Look for the word "PathBuf" in the data below, and copy every line that holds it.

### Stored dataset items
= = = = =

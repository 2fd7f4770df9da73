use crate::error::CliError;
use argh::FromArgs;
use std::path::PathBuf;
use zxing_bridge::{Barcode, Engine, ReaderOptions, TextMode, parse_formats};

#[derive(FromArgs, Debug)]
/// Decode every barcode in an image
#[argh(subcommand, name = "read")]
pub struct ReadCmd {
    /// image file to scan
    #[argh(positional)]
    pub image: PathBuf,

    /// formats to look for, e.g. "QRCode, EAN-13" [default: all]
    #[argh(option)]
    pub formats: Option<String>,

    /// skip the slower detection passes (harder search, inversion, rotation, downscaling)
    #[argh(switch)]
    pub fast: bool,
}

pub fn handle_read_command(cmd: ReadCmd) -> Result<(), CliError> {
    let engine = Engine::linked();
    let image = image::open(&cmd.image)?;
    log::info!(
        "Scanning {} ({}x{})",
        cmd.image.display(),
        image.width(),
        image.height()
    );

    let mut options = ReaderOptions::new(engine)?;
    options.set_text_mode(TextMode::Hri)?;
    options.set_return_errors(true)?;
    if let Some(formats) = &cmd.formats {
        options.set_formats(&parse_formats(formats)?)?;
    }
    if cmd.fast {
        options.set_try_harder(false)?;
        options.set_try_invert(false)?;
        options.set_try_rotate(false)?;
        options.set_try_downscale(false)?;
    }

    let barcodes = engine.read_barcodes(&image, Some(&options))?;
    if barcodes.is_empty() {
        println!("No barcode found.");
        return Ok(());
    }

    for (index, barcode) in barcodes.iter().enumerate() {
        if index > 0 {
            println!();
        }
        print_barcode(barcode)?;
    }

    Ok(())
}

fn print_barcode(barcode: &Barcode) -> Result<(), CliError> {
    let bytes = barcode
        .bytes()?
        .iter()
        .map(|byte| format!("{byte:02X}"))
        .collect::<Vec<_>>()
        .join(" ");

    println!("Text       : {}", barcode.text()?);
    println!("Bytes      : {bytes}");
    println!("Format     : {}", barcode.format()?);
    println!("Content    : {:?}", barcode.content_type()?);
    println!("Identifier : {}", barcode.symbology_identifier()?);

    let error = barcode.error()?;
    if !error.is_none() {
        println!("Error      : {error}");
    }

    println!("Rotation   : {}", barcode.orientation()?);
    println!("Position   : {}", barcode.position()?);

    let extra = barcode.extra()?;
    if !extra.is_empty() && extra != "{}" {
        println!("Extra      : {extra}");
    }

    Ok(())
}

= = = = =

### Answer to the problem
use std::path::PathBuf;
    pub image: PathBuf,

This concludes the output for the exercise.